Muchos libros pueden impresionarme hoy, pero me basta pensar en mi adolescencia para medir lo que va de ese ayer a este hoy.
Todo libro es un libro y su lector, y cuando el lector es joven e ingenuo, sus lecturas lo invaden con una fuerza que la madurez irá limando más tarde para reemplazarla por otras impresiones sin duda más ricas, pero desprovistas ya de ese aletazo de maravilla, de esa gran ola de pasión que fueron los libros leídos en la juventud.
Por eso no me sorprende que la pregunta me devuelva instantáneamente al recuerdo de los libros que jamás releeré. No los releeré porque si lo hiciera el hombre viejo mataría al hombre nuevo, el crítico al poeta, el analista al ingenuo, y aunque esas muertes ya están cumplidas en tantos otros planos, yo no quisiera vivir si algo de mí no guardara para siempre al niño, al inocente, al gran bobo maravillado. Y ciertos recuerdos lo guardan y lo salvan: algunos libros, algunos amores, algunos atardeceres.
Claro está, hay obras, como La Ilíada, que conserva su magia a toda edad de lectura, y sé que puedo volver a ella sin riesgo de decepción. Pero otros libros se dejan morder tristemente por el tiempo, y si queremos preservar hasta el fin su maravilla no hay que abrirlos una segunda vez; por eso nunca más leeré El hombre que ríe, ahí está en la biblioteca al alcance de la mano que sin embargo no se tenderá hacia él.
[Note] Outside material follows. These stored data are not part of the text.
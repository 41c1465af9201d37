//! Student record models.

use serde::{Deserialize, Serialize};

/// A student as returned by the directory listing.
#[derive(Debug, Clone, PartialEq, Serialize, Deserialize)]
pub struct StudentRecord {
    /// Registration number, unique and stable
    pub registered_no: String,

    pub name: String,

    #[serde(default)]
    pub branch: String,

    #[serde(default)]
    pub curr_semester: u32,

    #[serde(default)]
    pub no_of_failed_subjects: u32,

    #[serde(default)]
    pub cgpa: f64,
}

impl StudentRecord {
    /// The identifier used for selection and report requests.
    pub fn id(&self) -> &str {
        &self.registered_no
    }
}

/// Optional filters for the directory listing.
#[derive(Debug, Clone, Default, PartialEq, Eq)]
pub struct StudentFilter {
    /// Full branch name
    pub branch: Option<String>,
    pub semester: Option<u32>,
}

impl StudentFilter {
    /// Query parameters in the order the directory expects them.
    pub fn query_pairs(&self) -> Vec<(&'static str, String)> {
        let mut pairs = Vec::new();
        if let Some(branch) = self.branch.as_deref().filter(|b| !b.is_empty()) {
            pairs.push(("branch", branch.to_string()));
        }
        if let Some(semester) = self.semester {
            pairs.push(("curr_semester", semester.to_string()));
        }
        pairs
    }
}

/// Envelope the directory wraps its listing in.
#[derive(Debug, Deserialize)]
pub(crate) struct StudentListing {
    #[serde(default)]
    pub data: Vec<StudentRecord>,
}
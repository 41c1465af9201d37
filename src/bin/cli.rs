//! Student Reports CLI
//!
//! Lists students, generates bulk reports and manages achievements against
//! the student records API.

use std::path::PathBuf;

use chrono::NaiveDate;
use clap::{Parser, Subcommand};
use student_reports::{
    error::{AppError, Result},
    models::{Config, NewAchievement, PdfGenerationType, ReportFormat},
    pipeline::{self, ReportOptions, SelectionCriteria},
    services::ApiClient,
    storage::{FileSink, LocalStorage},
};

/// Student Reports - records API client
#[derive(Parser, Debug)]
#[command(
    name = "student-reports",
    version,
    about = "Generate and download student reports"
)]
struct Cli {
    /// Path to the configuration file
    #[arg(short, long, default_value = "storage/config.toml")]
    config: PathBuf,

    /// Override the API base URL from the configuration
    #[arg(long)]
    base_url: Option<String>,

    /// Enable verbose logging
    #[arg(short, long)]
    verbose: bool,

    #[command(subcommand)]
    command: Command,
}

#[derive(Subcommand, Debug)]
enum Command {
    /// Validate the configuration file
    Validate,

    /// List the Excel columns that can be selected
    Columns,

    /// List students, optionally filtered
    Students {
        /// Branch code (e.g. IT) or full branch name
        #[arg(long)]
        branch: Option<String>,

        /// Current semester
        #[arg(long)]
        semester: Option<u32>,
    },

    /// Generate bulk reports for the selected students
    Generate {
        /// Registration numbers to include
        ids: Vec<String>,

        /// Include every student matching --branch / --semester
        #[arg(long)]
        all: bool,

        #[arg(long)]
        branch: Option<String>,

        #[arg(long)]
        semester: Option<u32>,

        /// Report format (pdf, excel); repeat for several
        #[arg(short, long = "format", default_value = "pdf")]
        formats: Vec<ReportFormat>,

        /// PDF generation type (individual, combined)
        #[arg(long, default_value = "individual")]
        pdf_type: PdfGenerationType,

        /// Excel column id; repeat for several
        #[arg(long = "column")]
        columns: Vec<String>,

        /// Output directory (default: from config)
        #[arg(short, long)]
        output: Option<PathBuf>,

        /// Never overwrite existing files
        #[arg(long)]
        keep_existing: bool,
    },

    /// Download individual PDF reports
    Download {
        /// Registration numbers
        #[arg(required = true)]
        ids: Vec<String>,

        #[arg(short, long)]
        output: Option<PathBuf>,
    },

    /// Load a student's report preview and show its page count
    Preview {
        id: String,

        /// Also save the previewed document
        #[arg(long)]
        save: bool,
    },

    /// Manage student achievements
    Achievements {
        #[command(subcommand)]
        command: AchievementsCommand,
    },
}

#[derive(Subcommand, Debug)]
enum AchievementsCommand {
    /// List all achievements
    List,

    /// Record a new achievement
    Create {
        #[arg(long)]
        registration_number: String,

        #[arg(long)]
        title: String,

        #[arg(long)]
        category: String,

        #[arg(long)]
        description: Option<String>,

        /// Date as YYYY-MM-DD
        #[arg(long)]
        date: Option<NaiveDate>,

        #[arg(long)]
        scope: Option<String>,
    },

    /// Show or change whether the submission link is active
    LinkStatus {
        #[arg(long)]
        set: Option<bool>,
    },
}

/// Initialize logging based on verbosity flag.
fn init_logging(verbose: bool) {
    let level = if verbose { "debug" } else { "info" };
    env_logger::Builder::from_env(env_logger::Env::default().default_filter_or(level))
        .format_timestamp_secs()
        .init();
}

fn output_storage(config: &Config, output: Option<PathBuf>) -> LocalStorage {
    let dir = output.unwrap_or_else(|| PathBuf::from(&config.output.dir));
    LocalStorage::new(dir).with_overwrite(config.output.overwrite)
}

#[tokio::main]
async fn main() -> Result<()> {
    let cli = Cli::parse();
    init_logging(cli.verbose);

    let mut config = Config::load_or_default(&cli.config);
    if let Some(base_url) = cli.base_url {
        config.api.base_url = base_url;
    }

    if let Command::Validate = cli.command {
        config.validate()?;
        log::info!("Configuration valid ({})", cli.config.display());
        log::info!("API base URL: {}", config.api.base_url);
        log::info!("Output directory: {}", config.output.dir);
        log::info!("{} branch mapping(s)", config.branches.len());
        return Ok(());
    }

    config.validate()?;
    let api = ApiClient::new(&config.api)?;
    log::debug!("Using API at {}", api.base_url());

    match cli.command {
        Command::Validate => {}

        Command::Columns => pipeline::run_columns(),

        Command::Students { branch, semester } => {
            let filter = pipeline::filter_from_args(&config, branch.as_deref(), semester);
            pipeline::run_students(&api.students(), &filter).await?;
        }

        Command::Generate {
            ids,
            all,
            branch,
            semester,
            formats,
            pdf_type,
            columns,
            output,
            keep_existing,
        } => {
            if ids.is_empty() && !all {
                return Err(AppError::validation(
                    "pass registration numbers or --all to select students",
                ));
            }

            let criteria = SelectionCriteria {
                ids,
                all,
                filter: pipeline::filter_from_args(&config, branch.as_deref(), semester),
            };
            let selection = pipeline::select_students(&api.students(), &criteria).await?;
            log::info!("{} student(s) selected", selection.len());

            let options = ReportOptions {
                formats,
                pdf_type,
                columns,
            };
            let requests = pipeline::build_requests(&options, &selection)?;

            let mut storage = output_storage(&config, output);
            if keep_existing {
                storage = storage.keep_existing();
            }

            let outcomes = pipeline::run_generate(
                &api.reports(),
                &storage,
                &requests,
                config.api.max_concurrent,
            )
            .await;
            pipeline::summarize(&outcomes)?;
        }

        Command::Download { ids, output } => {
            let storage = output_storage(&config, output);
            let outcomes =
                pipeline::run_download(&api.reports(), &storage, &ids, config.api.max_concurrent)
                    .await;
            pipeline::summarize(&outcomes)?;
        }

        Command::Preview { id, save } => {
            let storage = output_storage(&config, None);
            let sink = save.then_some(&storage as &dyn FileSink);
            let (viewer, saved) = pipeline::run_preview(&api.reports(), &id, sink).await?;

            if let Some(error) = viewer.error() {
                return Err(AppError::delivery(error.to_string()));
            }
            if let Some(saved) = saved {
                log::info!("Saved {} ({} bytes)", saved.location, saved.length);
            }
        }

        Command::Achievements { command } => {
            let client = api.achievements();
            match command {
                AchievementsCommand::List => {
                    pipeline::run_list_achievements(&client).await?;
                }
                AchievementsCommand::Create {
                    registration_number,
                    title,
                    category,
                    description,
                    date,
                    scope,
                } => {
                    let achievement = NewAchievement {
                        registration_number,
                        title,
                        category,
                        description,
                        achievement_date: date,
                        scope,
                    };
                    let created = pipeline::run_create_achievement(&client, &achievement).await?;
                    log::info!("Created achievement #{}", created.id);
                }
                AchievementsCommand::LinkStatus { set } => {
                    pipeline::run_link_status(&client, set).await?;
                }
            }
        }
    }

    Ok(())
}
¿Por qué El hombre que ríe? Por Víctor Hugo, claro, su genio visionario, su estilo en constante claroscuro, sus golpes de efecto, su retórica sublime y su filosofía de huecas resonancias. Pero si de todas sus novelas prefiero ésta es porque colmó en su día la necesidad de extrañamiento que siempre hubo en mí.No la recuerdo en detalle, pero sé que contenía sombríos paisajes de una Inglaterra feudal y primitiva, horcas en las encrucijadas, un pobre héroe llamado Gwymplaine, desfigurado por mendigos profesionales que lo condenaban a una perpetua, horrible sonrisa. Recuerdo un combate salvaje, cuando el boxeo se libraba a puño limpio y hasta la muerte, una mujer fatal en un marco de castillos macbethianos: sé que Gwymplaine encontraba el amor y la muerte al término de olvidadas aventuras.
Soy incapaz de contar el libro, e incluso este vago resumen estará lleno de errores. Lo que verdaderamente sé es la fascinación que El hombre que ríe pudo infundir a un adolescente, la aceptación apasionada de un mundo más rico y misterioso y terrible que el que me rodeaba entonces.
Me ocurre todavía antes de dormirme, ver un paisaje nocturno por el que avanza un niño desfigurado; en algún momento surgirá la horca con sus espantoso morador. Cuando me duermo, del otro lado de la noche me está ya esperando alguien que sonreirá indulgente después de los fantasmas de la duermevela, pero que nunca, a ningún precio, volverá a leer El hombre que ríe.
Tomado de la revista española Cambio 16 (Nro. 638, 20/02/1984).